Relating it to hunger of the mind, the masking is about who a person is. Nandi explained, "Uhm, I would say you mask yourself. You hide who you are, in my sense. Because you know the home you come from as a person. You step up out of the home that's barely meeting needs, but you get to university, you meet friends .... So you mask yourself just to fit in with a group of people that you feel are in a way better than you. You try to fit in so much that you lose yourself trying to fit in."

Karabo agreed that students mask who they are because of their perception of being of low status in society: "Something that influences who we are unfortunately is our social standing. So that's what I think we try to conceal: our social standing, which is directly linked to our background. So again it goes back to hiding of ourselves."

The participants further alluded to the psychological distress they experienced from having to hide their poverty. In the current study, this distress was verbalised as a strain on the individual. The following extract from a discussion illustrates this:

Zee: "Why must we put effort into it?"

Luvuyo: "Because we are poor."

Zee: "But you are poor, so why not go for a Mr Price short than go for a Truworths short?"

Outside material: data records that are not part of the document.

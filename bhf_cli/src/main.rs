use bhf_core::*;
use chrono::{NaiveDate, Utc};
use clap::{Parser, Subcommand};
use std::path::PathBuf;

#[derive(Parser)]
#[command(name = "bhf")]
#[command(about = "Brain Heart Fitness heart-rate zone tracker", long_about = None)]
struct Cli {
    #[command(subcommand)]
    command: Option<Commands>,

    /// Override data directory
    #[arg(long, global = true)]
    data_dir: Option<PathBuf>,

    /// Use synthetic data instead of the local sample store
    #[arg(long, global = true)]
    synthetic: bool,

    /// Seed for synthetic data (implies reproducible output)
    #[arg(long, global = true)]
    seed: Option<u64>,
}

#[derive(Subcommand)]
enum Commands {
    /// Show the current week's summary (default)
    Week,

    /// Show a single day's summary
    Day {
        /// Date to summarize (YYYY-MM-DD), defaults to today
        #[arg(long)]
        date: Option<String>,
    },

    /// Show Zone 2+ progress for each day of the current week
    Progress,

    /// Show the heart rate zone table
    Zones {
        /// Derive zones from this max heart rate instead of the config
        #[arg(long)]
        max_hr: Option<u16>,

        /// Resting heart rate used with --max-hr
        #[arg(long, default_value_t = 60)]
        resting_hr: u16,
    },

    /// Generate synthetic samples and append them to the sample store
    Record {
        /// Hours of data to generate, ending now
        #[arg(long, default_value_t = 24)]
        hours: u32,
    },

    /// Export the current week's summary and progress to CSV files
    Export {
        /// Output directory (defaults to <data-dir>/export)
        #[arg(long)]
        out: Option<PathBuf>,
    },
}

fn main() -> Result<()> {
    // Initialize logging
    bhf_core::logging::init();

    let cli = Cli::parse();

    // Determine data directory
    let config = Config::load()?;
    let data_dir = cli
        .data_dir
        .clone()
        .unwrap_or_else(|| config.data.data_dir.clone());

    let service = build_service(&cli, &config, &data_dir);
    tracing::debug!("Using data directory {:?}", data_dir);

    match cli.command {
        Some(Commands::Week) | None => cmd_week(&service),
        Some(Commands::Day { ref date }) => cmd_day(&service, date.as_deref()),
        Some(Commands::Progress) => cmd_progress(&service),
        Some(Commands::Zones { max_hr, resting_hr }) => cmd_zones(&service, max_hr, resting_hr),
        Some(Commands::Record { hours }) => cmd_record(&data_dir, hours, cli.seed),
        Some(Commands::Export { ref out }) => cmd_export(&service, &data_dir, out.clone()),
    }
}

fn store_path(data_dir: &std::path::Path) -> PathBuf {
    data_dir.join("samples.jsonl")
}

fn build_service(cli: &Cli, config: &Config, data_dir: &std::path::Path) -> HealthDataService {
    let provider: Box<dyn HeartRateProvider> = if cli.synthetic {
        match cli.seed {
            Some(seed) => Box::new(SyntheticProvider::with_seed(seed)),
            None => Box::new(SyntheticProvider::new()),
        }
    } else {
        let path = store_path(data_dir);
        if !path.exists() {
            eprintln!(
                "No sample store at {} - run `bhf record` or pass --synthetic.",
                path.display()
            );
        }
        Box::new(StoreProvider::new(path))
    };

    HealthDataService::from_config(config, provider)
}

fn cmd_week(service: &HealthDataService) -> Result<()> {
    let now = Utc::now();
    let summary = service.weekly_summary(now);

    println!("\n╭─────────────────────────────────────────╮");
    println!("│  THIS WEEK (from {})            │", week_start(now));
    println!("╰─────────────────────────────────────────╯");
    display_summary(service, &summary);

    let zone2_plus = service.zone2_plus_minutes(&summary);
    let goal = service.goals().weekly_zone2_plus;
    println!();
    println!("  Zone 2+ minutes: {} / {} weekly goal", zone2_plus, goal);
    if zone2_plus >= goal {
        println!("  ✓ Weekly goal reached!");
    }
    println!();

    Ok(())
}

fn cmd_day(service: &HealthDataService, date: Option<&str>) -> Result<()> {
    let date = match date {
        Some(raw) => raw
            .parse::<NaiveDate>()
            .map_err(|e| Error::Other(format!("Invalid date '{}': {}", raw, e)))?,
        None => Utc::now().date_naive(),
    };

    let daily = service.daily_summary(date);

    println!("\n╭─────────────────────────────────────────╮");
    println!("│  {}                             │", daily.date);
    println!("╰─────────────────────────────────────────╯");
    display_summary(service, &daily.summary);

    let zone2_plus = service.zone2_plus_minutes(&daily.summary);
    let goal = service.goals().daily_zone2_plus;
    println!();
    println!("  Zone 2+ minutes: {} / {} daily goal", zone2_plus, goal);
    println!();

    Ok(())
}

fn cmd_progress(service: &HealthDataService) -> Result<()> {
    let today = Utc::now().date_naive();
    let progress = service.weekly_progress(today);
    let goal = service.goals().daily_zone2_plus;

    println!("\n  Zone 2+ minutes this week (goal {}/day)", goal);
    println!("  ─────────────────────────────────────────");

    for row in &progress {
        let marker = if row.zone2_plus_minutes >= goal { "✓" } else { " " };
        println!(
            "  {} {}  {:>4} min  {}",
            marker,
            row.date.format("%a %m-%d"),
            row.zone2_plus_minutes,
            bar(row.zone2_plus_minutes, goal.max(1))
        );
    }
    println!();

    Ok(())
}

fn cmd_zones(service: &HealthDataService, max_hr: Option<u16>, resting_hr: u16) -> Result<()> {
    let table = match max_hr {
        Some(max) => karvonen_zones(max, resting_hr),
        None => service.zones().to_vec(),
    };

    let errors = bhf_core::zones::validate(&table);
    if !errors.is_empty() {
        eprintln!("Zone table validation errors:");
        for error in errors {
            eprintln!("  - {}", error);
        }
        return Err(Error::Zones("Invalid zone table".into()));
    }

    println!("\n  Heart rate zones");
    println!("  ─────────────────────────────────────────");
    for zone in &table {
        println!(
            "  {}  {:<13} {:>3}-{:<3} BPM",
            zone.name, zone.description, zone.min_bpm, zone.max_bpm
        );
    }
    println!();

    Ok(())
}

fn cmd_record(data_dir: &std::path::Path, hours: u32, seed: Option<u64>) -> Result<()> {
    std::fs::create_dir_all(data_dir)?;

    let end_ms = Utc::now().timestamp_millis();
    let start_ms = end_ms - i64::from(hours) * 60 * MINUTE_MS;

    let mut gen = match seed {
        Some(seed) => SyntheticGenerator::with_seed(seed),
        None => SyntheticGenerator::from_entropy(),
    };
    let samples = gen.generate(start_ms, end_ms);

    let store = SampleStore::new(store_path(data_dir));
    store.append(&samples)?;

    println!(
        "✓ Recorded {} synthetic samples covering the last {} hours",
        samples.len(),
        hours
    );
    println!("  Store: {}", store.path().display());

    Ok(())
}

fn cmd_export(
    service: &HealthDataService,
    data_dir: &std::path::Path,
    out: Option<PathBuf>,
) -> Result<()> {
    let out_dir = out.unwrap_or_else(|| data_dir.join("export"));
    std::fs::create_dir_all(&out_dir)?;

    let now = Utc::now();
    let summary = service.weekly_summary(now);
    let progress = service.weekly_progress(now.date_naive());

    let sessions = export::write_sessions_csv(&summary, &out_dir.join("sessions.csv"))?;
    export::write_zone_breakdown_csv(&summary, &out_dir.join("zones.csv"))?;
    export::write_progress_csv(&progress, &out_dir.join("progress.csv"))?;

    println!("✓ Exported {} sessions and weekly progress", sessions);
    println!("  Output: {}", out_dir.display());

    Ok(())
}

fn display_summary(service: &HealthDataService, summary: &HeartRateSummary) {
    println!();
    println!("  Total active minutes: {}", summary.total_minutes);
    println!(
        "  Heart rate: avg {}  max {}  min {}",
        summary.average_heart_rate, summary.max_heart_rate, summary.min_heart_rate
    );
    println!();

    let scale = summary
        .zone_breakdown
        .values()
        .copied()
        .max()
        .unwrap_or(0)
        .max(1);

    for zone in service.zones() {
        let minutes = summary.zone_breakdown.get(&zone.id).copied().unwrap_or(0);
        println!(
            "  {}  {:<13} {:>4} min  {}",
            zone.name,
            zone.description,
            minutes,
            bar(minutes, scale)
        );
    }

    if !summary.sessions.is_empty() {
        println!();
        println!("  Sessions: {}", summary.sessions.len());
        for session in summary.sessions.iter().rev().take(5) {
            let start = chrono::DateTime::from_timestamp_millis(session.start_time_ms)
                .map(|dt| dt.format("%m-%d %H:%M").to_string())
                .unwrap_or_default();
            println!(
                "    {}  {} min  avg {} BPM",
                start,
                session.credited_minutes(),
                session.average_bpm
            );
        }
    }
}

/// Proportional bar capped at 20 cells
fn bar(value: u32, scale: u32) -> String {
    let cells = ((value * 20) / scale).min(20) as usize;
    "█".repeat(cells)
}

Sisanda: "Because I don't want people to think I'm poor."

Luvuyo: "Exactly."

Zee: "I understand that. That's what I was asking. Why do we have to? Because you're straining yourself. You want people to say you look beautiful. ... I think it's something of self-esteem if I may go back to that as well. Or self-image. Something there."

In 2010, Firfirey and Carolissen published an article about students' experiences of poverty at a South African university. The quote of a student in the title of the article ("I keep myself clean ... at least when you see me, you don't know I am poor") concurs with students' responses and reflections in this study. Firfirey and Carolissen (2010) found that qualitative experiences of poverty in higher education was not well documented in South Africa. Because of the stigma attached to poverty, it is hidden (masked) and not spoken about freely. Another intersecting element that is not well documented, is students' subjective experiences and self-definition of social class (Rubin et al. 2014). Although research on the influence of social class (as an objective measure) on higher education abound in South Africa (Badat 2010; Leibowitz and Bozalek 2014; Reddy 2004), the emerged contributing factor - masking one's background -indicates how subjective experiences of social class contribute to the decisions students make.

Subtheme 4: Seeking a sense of belonging

At the heart of spending resources to acquire societal approval and to mask one's poverty background is the need for a sense of belonging. A sense of belonging refers to students' sense of feeling at home and being emotionally attached to the institution of higher learning (Yuval-Davis 2011).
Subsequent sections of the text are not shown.